5α-Reductase Inhibition Coupled with Short Off Cycles Increases Survival in the LNCaP Xenograft Prostate Tumor Model on Intermittent Androgen Deprivation Therapy

Abstract

Intermittent androgen deprivation therapy in patients with prostate specific antigen progression after localized prostate cancer treatment is an alternative to standard continuous androgen deprivation therapy. Intermittent androgen deprivation therapy allows for testosterone recovery during off cycles. This stimulates regrowth and differentiation of the regressed prostate tumor, lessens the side effects of continuous androgen deprivation therapy and potentially prolongs survival.
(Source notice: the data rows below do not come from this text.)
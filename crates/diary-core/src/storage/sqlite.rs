//! SQLite-backed entry store.
//!
//! One row per entry. The sealed body is a single JSON document; a few clear
//! metadata columns are duplicated out of it so listing can filter and sort
//! without touching ciphertext.

use std::fs;
use std::path::{Path, PathBuf};
use std::sync::{Mutex, MutexGuard};

use rusqlite::{params, Connection, OptionalExtension};
use uuid::Uuid;

use super::row::EntryRow;
use super::traits::EntryStore;
use super::types::{EntryFilter, EntryRecord, Listed};
use crate::error::{DiaryError, Result};

const SCHEMA: &str = r#"
    CREATE TABLE IF NOT EXISTS entries (
        id TEXT PRIMARY KEY,
        owner_id TEXT NOT NULL,
        body_json TEXT NOT NULL,
        password_hash TEXT,
        entry_date TEXT NOT NULL,
        category TEXT,
        is_favorite INTEGER NOT NULL DEFAULT 0,
        created_at TEXT NOT NULL,
        updated_at TEXT NOT NULL
    );
    CREATE INDEX IF NOT EXISTS entries_owner_date ON entries (owner_id, entry_date DESC);
"#;

/// SQLite entry store.
pub struct SqliteEntryStore {
    path: Option<PathBuf>,
    conn: Mutex<Connection>,
}

impl SqliteEntryStore {
    /// Open (or create) a store at `path`, creating parent directories.
    pub fn open(path: &Path) -> Result<Self> {
        if let Some(parent) = path.parent() {
            if !parent.as_os_str().is_empty() {
                fs::create_dir_all(parent)?;
            }
        }
        let conn = Connection::open(path)?;
        conn.execute_batch(SCHEMA)?;
        tracing::debug!(path = %path.display(), "opened entry store");
        Ok(Self {
            path: Some(path.to_path_buf()),
            conn: Mutex::new(conn),
        })
    }

    /// A throwaway store for tests and dry runs.
    pub fn open_in_memory() -> Result<Self> {
        let conn = Connection::open_in_memory()?;
        conn.execute_batch(SCHEMA)?;
        Ok(Self {
            path: None,
            conn: Mutex::new(conn),
        })
    }

    pub fn path(&self) -> Option<&Path> {
        self.path.as_deref()
    }

    /// Lock the database connection, returning an error if the mutex is poisoned.
    fn lock_conn(&self) -> Result<MutexGuard<'_, Connection>> {
        self.conn
            .lock()
            .map_err(|_| DiaryError::Storage("SQLite connection poisoned".to_string()))
    }

    fn category_column(record: &EntryRecord) -> Option<String> {
        record.body.metadata.category.map(|c| c.to_string())
    }
}

impl EntryStore for SqliteEntryStore {
    fn insert(&self, record: &EntryRecord) -> Result<()> {
        let body_json = serde_json::to_string(&record.body)?;
        let conn = self.lock_conn()?;
        let exists: Option<i64> = conn
            .query_row(
                "SELECT 1 FROM entries WHERE id = ?",
                [record.id.to_string()],
                |row| row.get(0),
            )
            .optional()?;
        if exists.is_some() {
            return Err(DiaryError::Storage(format!(
                "Entry {} already exists",
                record.id
            )));
        }

        conn.execute(
            r#"
            INSERT INTO entries (id, owner_id, body_json, password_hash, entry_date, category,
                                 is_favorite, created_at, updated_at)
            VALUES (?1, ?2, ?3, ?4, ?5, ?6, ?7, ?8, ?9)
            "#,
            params![
                record.id.to_string(),
                record.owner_id.to_string(),
                body_json,
                record.password_hash.as_ref().map(|v| v.as_str().to_string()),
                record.body.metadata.entry_date.to_rfc3339(),
                Self::category_column(record),
                record.body.metadata.is_favorite,
                record.created_at.to_rfc3339(),
                record.updated_at.to_rfc3339(),
            ],
        )?;
        tracing::debug!(entry_id = %record.id, "inserted entry");
        Ok(())
    }

    fn replace(&self, record: &EntryRecord) -> Result<bool> {
        let body_json = serde_json::to_string(&record.body)?;
        let conn = self.lock_conn()?;
        let changed = conn.execute(
            r#"
            UPDATE entries
            SET body_json = ?1, password_hash = ?2, entry_date = ?3, category = ?4,
                is_favorite = ?5, updated_at = ?6
            WHERE id = ?7 AND owner_id = ?8
            "#,
            params![
                body_json,
                record.password_hash.as_ref().map(|v| v.as_str().to_string()),
                record.body.metadata.entry_date.to_rfc3339(),
                Self::category_column(record),
                record.body.metadata.is_favorite,
                record.updated_at.to_rfc3339(),
                record.id.to_string(),
                record.owner_id.to_string(),
            ],
        )?;
        Ok(changed > 0)
    }

    fn get(&self, owner_id: &Uuid, id: &Uuid) -> Result<Option<EntryRecord>> {
        let conn = self.lock_conn()?;
        let row = conn
            .query_row(
                &format!(
                    "SELECT {} FROM entries WHERE id = ? AND owner_id = ?",
                    EntryRow::COLUMNS
                ),
                [id.to_string(), owner_id.to_string()],
                EntryRow::from_row,
            )
            .optional()?;
        row.map(EntryRecord::try_from).transpose()
    }

    fn list(&self, owner_id: &Uuid, filter: &EntryFilter) -> Result<Vec<Listed<EntryRecord>>> {
        let conn = self.lock_conn()?;

        let mut conditions: Vec<&str> = vec!["owner_id = ?"];
        let mut params: Vec<Box<dyn rusqlite::ToSql>> = vec![Box::new(owner_id.to_string())];

        if let Some(category) = filter.category {
            conditions.push("category = ?");
            params.push(Box::new(category.to_string()));
        }
        if filter.favorites_only {
            conditions.push("is_favorite = 1");
        }
        if let Some(since) = filter.since {
            conditions.push("entry_date >= ?");
            params.push(Box::new(since.to_rfc3339()));
        }
        if let Some(until) = filter.until {
            conditions.push("entry_date <= ?");
            params.push(Box::new(until.to_rfc3339()));
        }

        let mut query = format!(
            "SELECT {} FROM entries WHERE {} ORDER BY entry_date DESC, created_at DESC",
            EntryRow::COLUMNS,
            conditions.join(" AND ")
        );
        if let Some(limit) = filter.limit {
            query.push_str(" LIMIT ?");
            params.push(Box::new(limit as i64));
        }

        let mut stmt = conn.prepare(&query)?;
        let rows = stmt.query_map(
            rusqlite::params_from_iter(params.iter()),
            EntryRow::from_row,
        )?;

        let mut listed = Vec::new();
        for row in rows {
            listed.push(row?.into_listed()?);
        }
        Ok(listed)
    }

    fn delete(&self, owner_id: &Uuid, id: &Uuid) -> Result<bool> {
        let conn = self.lock_conn()?;
        let removed = conn.execute(
            "DELETE FROM entries WHERE id = ? AND owner_id = ?",
            [id.to_string(), owner_id.to_string()],
        )?;
        if removed > 0 {
            tracing::debug!(entry_id = %id, "deleted entry");
        }
        Ok(removed > 0)
    }
}

#[cfg(test)]
mod tests {
    use super::*;
    use crate::crypto::{bind_for_use, compute_verifier, SecretKey};
    use crate::entry::{seal_entry, Category, DiaryEntry, EntryMetadata};

    fn record(owner: Uuid, title: &str) -> EntryRecord {
        let cipher = bind_for_use(&SecretKey::from_bytes([7u8; 32]));
        let body = seal_entry(&DiaryEntry::new(title, "body"), &cipher).unwrap();
        EntryRecord::new(owner, body)
    }

    #[test]
    fn test_insert_get_round_trip() {
        let store = SqliteEntryStore::open_in_memory().unwrap();
        let owner = Uuid::new_v4();
        let rec = record(owner, "first").with_password_hash(compute_verifier("pw"));
        store.insert(&rec).unwrap();

        let loaded = store.get(&owner, &rec.id).unwrap().unwrap();
        assert_eq!(loaded.body, rec.body);
        assert_eq!(loaded.password_hash, rec.password_hash);
    }

    #[test]
    fn test_duplicate_insert_rejected() {
        let store = SqliteEntryStore::open_in_memory().unwrap();
        let rec = record(Uuid::new_v4(), "dup");
        store.insert(&rec).unwrap();
        assert!(matches!(store.insert(&rec), Err(DiaryError::Storage(_))));
    }

    #[test]
    fn test_lookups_are_owner_scoped() {
        let store = SqliteEntryStore::open_in_memory().unwrap();
        let owner = Uuid::new_v4();
        let stranger = Uuid::new_v4();
        let rec = record(owner, "mine");
        store.insert(&rec).unwrap();

        assert!(store.get(&stranger, &rec.id).unwrap().is_none());
        assert!(!store.delete(&stranger, &rec.id).unwrap());
        let mut hijack = rec.clone();
        hijack.owner_id = stranger;
        assert!(!store.replace(&hijack).unwrap());
        assert!(store.list(&stranger, &EntryFilter::default()).unwrap().is_empty());
        assert!(store.get(&owner, &rec.id).unwrap().is_some());
    }

    #[test]
    fn test_list_filters_and_limits() {
        let store = SqliteEntryStore::open_in_memory().unwrap();
        let owner = Uuid::new_v4();
        for (i, category) in [Category::Work, Category::Travel, Category::Work]
            .into_iter()
            .enumerate()
        {
            let mut rec = record(owner, &format!("entry {}", i));
            rec.body.metadata = EntryMetadata {
                category: Some(category),
                is_favorite: i == 2,
                entry_date: chrono::Utc::now() - chrono::Duration::days(i as i64),
                ..EntryMetadata::default()
            };
            store.insert(&rec).unwrap();
        }

        let all = store.list(&owner, &EntryFilter::default()).unwrap();
        assert_eq!(all.len(), 3);
        let first = all[0].readable().unwrap();
        let second = all[1].readable().unwrap();
        assert!(first.body.metadata.entry_date >= second.body.metadata.entry_date);

        let work = EntryFilter {
            category: Some(Category::Work),
            ..EntryFilter::default()
        };
        assert_eq!(store.list(&owner, &work).unwrap().len(), 2);

        let favorites = EntryFilter {
            favorites_only: true,
            ..EntryFilter::default()
        };
        assert_eq!(store.list(&owner, &favorites).unwrap().len(), 1);

        let limited = EntryFilter::default().with_limit(1);
        assert_eq!(store.list(&owner, &limited).unwrap().len(), 1);
    }

    #[test]
    fn test_replace_and_delete() {
        let store = SqliteEntryStore::open_in_memory().unwrap();
        let owner = Uuid::new_v4();
        let mut rec = record(owner, "before");
        store.insert(&rec).unwrap();

        rec.body = record(owner, "after").body;
        rec.updated_at = chrono::Utc::now();
        assert!(store.replace(&rec).unwrap());
        assert_eq!(store.get(&owner, &rec.id).unwrap().unwrap().body, rec.body);

        assert!(store.delete(&owner, &rec.id).unwrap());
        assert!(store.get(&owner, &rec.id).unwrap().is_none());
        assert!(!store.delete(&owner, &rec.id).unwrap());
    }
}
Previously intermittent androgen deprivation therapy coupled with finasteride was shown to prolong survival in animals bearing androgen sensitive prostate tumors when the off cycle duration was not prolonged but rather fixed at 10 to 14 days. Regressed prostate tumor xenografts with testosterone replacement were initially responsive to 5α-reductase inhibition but growth resumed after several days. In shorter off cycles of testosterone recovery 5α-reductase inhibition might maximize tumor growth inhibition during intermittent androgen deprivation therapy and perhaps increase survival. We used the LNCaP xenograft tumor model to evaluate the effectiveness of short off cycles of 4 days coupled with 5α-reductase inhibition on survival and tumor regrowth while on intermittent androgen deprivation therapy. Dutasteride inhibited initial testosterone induced tumor regrowth off cycles 1 and 2, and significantly increased survival. These results further support the potential for intermittent androgen deprivation therapy combined with 5α-reductase inhibition to improve survival in patients with prostate cancer when off cycle duration is short or very short.